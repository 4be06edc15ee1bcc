//! In-memory object store backend
//!
//! Mirrors the semantics the adapter relies on from S3 (absence as
//! `None`, ranged reads, whole-object replace) without the network.
//! Used by the core test suite and handy for local experiments.

use crate::error::{Error, Result};
use crate::store::{ObjectMeta, ObjectStore};

use async_trait::async_trait;
use parking_lot::Mutex;
use std::collections::BTreeMap;
use std::sync::atomic::{AtomicBool, Ordering};
use std::time::SystemTime;

struct MemObject {
    body: Vec<u8>,
    last_modified: SystemTime,
}

/// In-memory implementation of [`ObjectStore`]
pub struct MemoryStore {
    // BTreeMap so listings come back in key order, like S3
    objects: Mutex<BTreeMap<String, MemObject>>,
    bucket_exists: bool,
    fail_puts: AtomicBool,
}

impl MemoryStore {
    pub fn new() -> Self {
        MemoryStore {
            objects: Mutex::new(BTreeMap::new()),
            bucket_exists: true,
            fail_puts: AtomicBool::new(false),
        }
    }

    /// A store whose bucket probe fails, for exercising mount-time errors
    pub fn missing_bucket() -> Self {
        MemoryStore {
            objects: Mutex::new(BTreeMap::new()),
            bucket_exists: false,
            fail_puts: AtomicBool::new(false),
        }
    }

    /// Make every `put_object` report a store failure without writing,
    /// for exercising upload error paths
    pub fn fail_puts(&self, fail: bool) {
        self.fail_puts.store(fail, Ordering::SeqCst);
    }

    /// Seed an object directly, bypassing the filesystem surface
    pub fn insert(&self, key: &str, body: Vec<u8>) {
        self.objects.lock().insert(
            key.to_string(),
            MemObject {
                body,
                last_modified: SystemTime::now(),
            },
        );
    }

    /// Raw object content, for assertions in tests
    pub fn content(&self, key: &str) -> Option<Vec<u8>> {
        self.objects.lock().get(key).map(|o| o.body.clone())
    }
}

impl Default for MemoryStore {
    fn default() -> Self {
        Self::new()
    }
}

#[async_trait]
impl ObjectStore for MemoryStore {
    fn bucket(&self) -> &str {
        "memory"
    }

    async fn bucket_exists(&self) -> Result<bool> {
        Ok(self.bucket_exists)
    }

    async fn head_object(&self, key: &str) -> Result<Option<ObjectMeta>> {
        Ok(self.objects.lock().get(key).map(|o| ObjectMeta {
            size: o.body.len() as u64,
            last_modified: o.last_modified,
        }))
    }

    async fn list_objects(&self) -> Result<Vec<String>> {
        Ok(self.objects.lock().keys().cloned().collect())
    }

    async fn get_range(&self, key: &str, offset: u64, len: u64) -> Result<Vec<u8>> {
        let objects = self.objects.lock();
        let object = objects
            .get(key)
            .ok_or_else(|| Error::NotFound(key.to_string()))?;

        let start = (offset as usize).min(object.body.len());
        let end = ((offset + len) as usize).min(object.body.len());
        Ok(object.body[start..end].to_vec())
    }

    async fn put_object(&self, key: &str, body: Vec<u8>) -> Result<()> {
        if self.fail_puts.load(Ordering::SeqCst) {
            return Err(Error::Store(format!("put object {}: rejected", key)));
        }
        self.insert(key, body);
        Ok(())
    }

    async fn delete_object(&self, key: &str) -> Result<()> {
        self.objects.lock().remove(key);
        Ok(())
    }

    async fn copy_object(&self, src: &str, dst: &str) -> Result<()> {
        let mut objects = self.objects.lock();
        let body = objects
            .get(src)
            .map(|o| o.body.clone())
            .ok_or_else(|| Error::NotFound(src.to_string()))?;
        objects.insert(
            dst.to_string(),
            MemObject {
                body,
                last_modified: SystemTime::now(),
            },
        );
        Ok(())
    }
}
impl ObjectFs {
    /// Verify the bucket exists and build the adapter. A missing bucket
    /// is fatal: there is nothing to mount.
    pub async fn new(store: Arc<dyn ObjectStore>) -> Result<Self> {
        if !store.bucket_exists().await? {
            return Err(Error::BucketNotFound(store.bucket().to_string()));
        }
        Ok(ObjectFs {
            store,
            cache: RwLock::new(AttrCache::new()),
        })
    }

    /// List the root directory: `.`, `..`, then one entry per key.
    /// There are no subdirectories, so any other path does not exist.
    pub async fn readdir(&self, path: &str) -> Result<Vec<String>> {
        let _cache = self.cache.read().await;

        if path != "/" {
            return Err(Error::NotFound(path.to_string()));
        }

        let mut entries = vec![".".to_string(), "..".to_string()];
        entries.extend(self.store.list_objects().await?);
        Ok(entries)
    }

    /// Attributes for a path. The root is a synthetic directory; files
    /// are probed fresh against the store on every call.
    pub async fn getattr(&self, path: &str) -> Result<Stat> {
        let _cache = self.cache.read().await;

        if path == "/" {
            let now = SystemTime::now();
            return Ok(Stat {
                kind: FileKind::Directory,
                attr: ObjectAttr {
                    size: 0,
                    atime: now,
                    mtime: now,
                    ctime: now,
                },
            });
        }

        let key = key_of(path);
        let meta = self
            .store
            .head_object(key)
            .await?
            .ok_or_else(|| Error::NotFound(path.to_string()))?;

        Ok(Stat {
            kind: FileKind::RegularFile,
            attr: ObjectAttr::from_meta(&meta),
        })
    }

    /// Read up to `len` bytes at `offset`. The requested range is
    /// clamped to the object's current size; reading right at the end
    /// yields zero bytes, reading past it is an error.
    pub async fn read(&self, path: &str, offset: u64, len: u32) -> Result<Vec<u8>> {
        let _cache = self.cache.read().await;

        let key = key_of(path);
        let meta = self
            .store
            .head_object(key)
            .await?
            .ok_or_else(|| Error::NotFound(path.to_string()))?;

        if offset > meta.size {
            return Err(Error::OutOfRange {
                offset,
                size: meta.size,
            });
        }

        let end = (offset + len as u64).min(meta.size);
        if end == offset {
            return Ok(Vec::new());
        }

        self.store.get_range(key, offset, end - offset).await
    }

    /// Write `data` at `offset`, replacing the whole object.
    ///
    /// Object storage has no partial-write primitive, so the current
    /// content is reassembled locally in fixed-size ranged reads, the
    /// write is spliced in (zero-filling any gap and extending past the
    /// old end as needed), and the result is uploaded as one replace.
    /// Nothing is committed if any step fails; concurrent writers to
    /// the same key race whole objects, last replace wins.
    pub async fn write(&self, path: &str, offset: u64, data: &[u8]) -> Result<usize> {
        let mut cache = self.cache.write().await;

        let key = key_of(path);
        let meta = self
            .store
            .head_object(key)
            .await?
            .ok_or_else(|| Error::NotFound(path.to_string()))?;

        let mut scratch = Vec::with_capacity(meta.size.max(offset + data.len() as u64) as usize);
        while (scratch.len() as u64) < meta.size {
            let fetched = scratch.len() as u64;
            let want = RMW_CHUNK_SIZE.min(meta.size - fetched);
            let chunk = self.store.get_range(key, fetched, want).await?;
            if chunk.is_empty() {
                return Err(Error::Store(format!(
                    "object {} truncated mid-download at byte {}",
                    key, fetched
                )));
            }
            scratch.extend_from_slice(&chunk);
        }

        let start = offset as usize;
        let end = start + data.len();
        if scratch.len() < end {
            scratch.resize(end, 0);
        }
        scratch[start..end].copy_from_slice(data);
        let new_size = scratch.len() as u64;

        self.store.put_object(key, scratch).await?;

        if let Some(entry) = cache.get_mut(key) {
            let now = SystemTime::now();
            entry.attr.size = new_size;
            entry.attr.atime = now;
            entry.attr.mtime = now;
        }

        Ok(data.len())
    }

    /// Create an empty object. Collides with anything already open or
    /// already stored under that key.
    pub async fn create(&self, path: &str) -> Result<()> {
        let cache = self.cache.write().await;

        let key = key_of(path);
        if cache.contains(key) {
            return Err(Error::AlreadyExists(path.to_string()));
        }
        if self.store.head_object(key).await?.is_some() {
            return Err(Error::AlreadyExists(path.to_string()));
        }

        self.store.put_object(key, Vec::new()).await
    }

    /// Open a path, creating or bumping its cache entry. All handles to
    /// one key share a single entry; nothing distinguishes them.
    pub async fn open(&self, path: &str) -> Result<()> {
        let mut cache = self.cache.write().await;

        let key = key_of(path);
        let attr = match cache.get(key) {
            Some(entry) => entry.attr,
            None => {
                let meta = self
                    .store
                    .head_object(key)
                    .await?
                    .ok_or_else(|| Error::NotFound(path.to_string()))?;
                ObjectAttr::from_meta(&meta)
            }
        };

        cache.open_entry(key, attr);
        Ok(())
    }

    /// Release one handle; the entry disappears with the last one
    pub async fn release(&self, path: &str) -> Result<()> {
        let mut cache = self.cache.write().await;
        cache.release_entry(key_of(path))
    }

    /// Update cached timestamps to the given values, or to now
    pub async fn utimens(
        &self,
        path: &str,
        atime: Option<SystemTime>,
        mtime: Option<SystemTime>,
    ) -> Result<()> {
        let mut cache = self.cache.write().await;

        let key = key_of(path);
        if self.store.head_object(key).await?.is_none() {
            return Err(Error::NotFound(path.to_string()));
        }

        if let Some(entry) = cache.get_mut(key) {
            let now = SystemTime::now();
            entry.attr.atime = atime.unwrap_or(now);
            entry.attr.mtime = mtime.unwrap_or(now);
            entry.attr.ctime = now;
        }

        Ok(())
    }

    /// Delete the backing object. Open handles do not protect a key;
    /// the cache entry is dropped and the delete proceeds, matching
    /// object-storage semantics.
    pub async fn unlink(&self, path: &str) -> Result<()> {
        let mut cache = self.cache.write().await;

        let key = key_of(path);
        cache.remove(key);

        if self.store.head_object(key).await?.is_none() {
            return Err(Error::NotFound(path.to_string()));
        }

        self.store.delete_object(key).await
    }

    /// Rename via server-side copy then delete.
    ///
    /// Not atomic: a failure after the copy leaves both keys, a failure
    /// during it leaves only the source. No rollback is attempted; the
    /// namespace stays in whatever intermediate state was reached.
    pub async fn rename(&self, from: &str, to: &str) -> Result<()> {
        let mut cache = self.cache.write().await;

        let src = key_of(from);
        let dst = key_of(to);
        cache.remove(src);

        if self.store.head_object(src).await?.is_none() {
            return Err(Error::NotFound(from.to_string()));
        }
        if self.store.head_object(dst).await?.is_some() {
            return Err(Error::AlreadyExists(to.to_string()));
        }

        self.store.copy_object(src, dst).await?;
        self.store.delete_object(src).await
    }

    /// Reference count of the open entry for a path, if any
    pub async fn open_count(&self, path: &str) -> Option<u64> {
        self.cache.read().await.get(key_of(path)).map(|e| e.refs)
    }
}
//! s3fuse - Mount an S3 bucket as a FUSE filesystem
//!
//! Presents a bucket as a flat directory of files: listings come from
//! the bucket listing, reads are ranged gets, and every write replaces
//! the whole object after a local read-modify-write pass.

pub mod config;
pub mod error;
pub mod fs;
pub mod store;

pub use config::Config;
pub use error::{Error, Result};
//! Configuration management for s3fuse

use crate::error::{Error, Result};
use serde::{Deserialize, Serialize};
use std::path::{Path, PathBuf};

/// Default AWS region when none is supplied
pub const DEFAULT_REGION: &str = "us-west-2";

/// Credentials for the object store
#[derive(Debug, Clone, Default, Serialize, Deserialize)]
pub struct CredentialsConfig {
    /// Access key ID
    #[serde(default)]
    pub access_key: String,

    /// Secret access key
    #[serde(default)]
    pub secret_key: String,
}

/// Main configuration structure
#[derive(Debug, Clone, Serialize, Deserialize)]
pub struct Config {
    /// Object store credentials
    #[serde(default)]
    pub credentials: CredentialsConfig,

    /// Bucket presented as the filesystem root
    #[serde(default)]
    pub bucket: String,

    /// AWS region
    #[serde(default = "default_region")]
    pub region: String,

    /// Custom endpoint URL (MinIO, Ceph RGW, ...); None for AWS proper
    pub endpoint: Option<String>,

    /// Local mount path
    #[serde(default)]
    pub mount_point: PathBuf,

    /// Allow other users to access the mount
    #[serde(default)]
    pub allow_other: bool,
}

fn default_region() -> String {
    DEFAULT_REGION.to_string()
}

impl Default for Config {
    fn default() -> Self {
        Config {
            credentials: CredentialsConfig::default(),
            bucket: String::new(),
            region: default_region(),
            endpoint: None,
            mount_point: PathBuf::new(),
            allow_other: false,
        }
    }
}

impl Config {
    /// Load configuration from a JSON file, with environment variable overrides
    pub fn load<P: AsRef<Path>>(path: P) -> Result<Self> {
        let content = std::fs::read_to_string(path.as_ref())
            .map_err(|e| Error::Config(format!("Failed to read config file: {}", e)))?;

        let mut config: Config = serde_json::from_str(&content)
            .map_err(|e| Error::Config(format!("Failed to parse config file: {}", e)))?;

        config.apply_env_overrides();
        Ok(config)
    }

    /// Save configuration to a JSON file
    pub fn save<P: AsRef<Path>>(&self, path: P) -> Result<()> {
        let content = serde_json::to_string_pretty(self)
            .map_err(|e| Error::Config(format!("Failed to serialize config: {}", e)))?;

        std::fs::write(path.as_ref(), content)
            .map_err(|e| Error::Config(format!("Failed to write config file: {}", e)))?;

        Ok(())
    }

    /// Apply environment variable overrides to configuration.
    ///
    /// Environment variables fill in values not already set, so explicit
    /// CLI flags and config-file entries win over the ambient AWS variables.
    pub fn apply_env_overrides(&mut self) {
        if self.credentials.access_key.is_empty() {
            if let Ok(key) = std::env::var("AWS_ACCESS_KEY_ID") {
                self.credentials.access_key = key.trim().to_string();
            }
        }

        if self.credentials.secret_key.is_empty() {
            if let Ok(key) = std::env::var("AWS_SECRET_ACCESS_KEY") {
                self.credentials.secret_key = key.trim().to_string();
            }
        }

        if let Ok(region) = std::env::var("AWS_DEFAULT_REGION") {
            let region = region.trim();
            if !region.is_empty() && self.region == DEFAULT_REGION {
                self.region = region.to_string();
            }
        }

        if self.endpoint.is_none() {
            if let Ok(endpoint) = std::env::var("AWS_ENDPOINT_URL") {
                let endpoint = endpoint.trim().to_string();
                if !endpoint.is_empty() {
                    self.endpoint = Some(endpoint);
                }
            }
        }
    }

    /// Validate the configuration
    pub fn validate(&self) -> Result<()> {
        if self.bucket.is_empty() {
            return Err(Error::Config("Bucket name is required".to_string()));
        }

        if self.credentials.access_key.is_empty() {
            return Err(Error::Config(
                "Access key is required (flag or AWS_ACCESS_KEY_ID)".to_string(),
            ));
        }

        if self.credentials.secret_key.is_empty() {
            return Err(Error::Config(
                "Secret key is required (flag or AWS_SECRET_ACCESS_KEY)".to_string(),
            ));
        }

        if self.mount_point.as_os_str().is_empty() {
            return Err(Error::Config("Mount point is required".to_string()));
        }

        if let Some(endpoint) = &self.endpoint {
            if !endpoint.starts_with("http://") && !endpoint.starts_with("https://") {
                return Err(Error::Config(format!(
                    "Endpoint must include a scheme (http/https): {}",
                    endpoint
                )));
            }
        }

        Ok(())
    }
}

#[cfg(test)]
mod tests {
    use super::*;

    fn valid_config() -> Config {
        Config {
            credentials: CredentialsConfig {
                access_key: "AKIATEST".to_string(),
                secret_key: "secret".to_string(),
            },
            bucket: "test-bucket".to_string(),
            region: DEFAULT_REGION.to_string(),
            endpoint: Some("http://127.0.0.1:9000".to_string()),
            mount_point: PathBuf::from("/mnt/s3"),
            allow_other: false,
        }
    }

    #[test]
    fn validate_accepts_complete_config() {
        assert!(valid_config().validate().is_ok());
    }

    #[test]
    fn validate_rejects_missing_bucket() {
        let mut config = valid_config();
        config.bucket.clear();
        assert!(config.validate().is_err());
    }

    #[test]
    fn validate_rejects_schemeless_endpoint() {
        let mut config = valid_config();
        config.endpoint = Some("127.0.0.1:9000".to_string());
        assert!(config.validate().is_err());
    }

    #[test]
    fn save_and_load_round_trip() {
        let dir = tempfile::tempdir().unwrap();
        let path = dir.path().join("config.json");

        let config = valid_config();
        config.save(&path).unwrap();

        let loaded = Config::load(&path).unwrap();
        assert_eq!(loaded.bucket, config.bucket);
        assert_eq!(loaded.region, config.region);
        assert_eq!(loaded.endpoint, config.endpoint);
        assert_eq!(loaded.mount_point, config.mount_point);
    }
}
+++++
* _Task item_: Every line from the start of the material above through the line that contains "order, like S3" must be written out exactly, with both ends included.

* _Result below_:
repository 4be06edc15ee1bcc
//! In-memory object store backend
//!
//! Mirrors the semantics the adapter relies on from S3 (absence as
//! `None`, ranged reads, whole-object replace) without the network.
//! Used by the core test suite and handy for local experiments.

use crate::error::{Error, Result};
use crate::store::{ObjectMeta, ObjectStore};

use async_trait::async_trait;
use parking_lot::Mutex;
use std::collections::BTreeMap;
use std::sync::atomic::{AtomicBool, Ordering};
use std::time::SystemTime;

struct MemObject {
    body: Vec<u8>,
    last_modified: SystemTime,
}

/// In-memory implementation of [`ObjectStore`]
pub struct MemoryStore {
    // BTreeMap so listings come back in key order, like S3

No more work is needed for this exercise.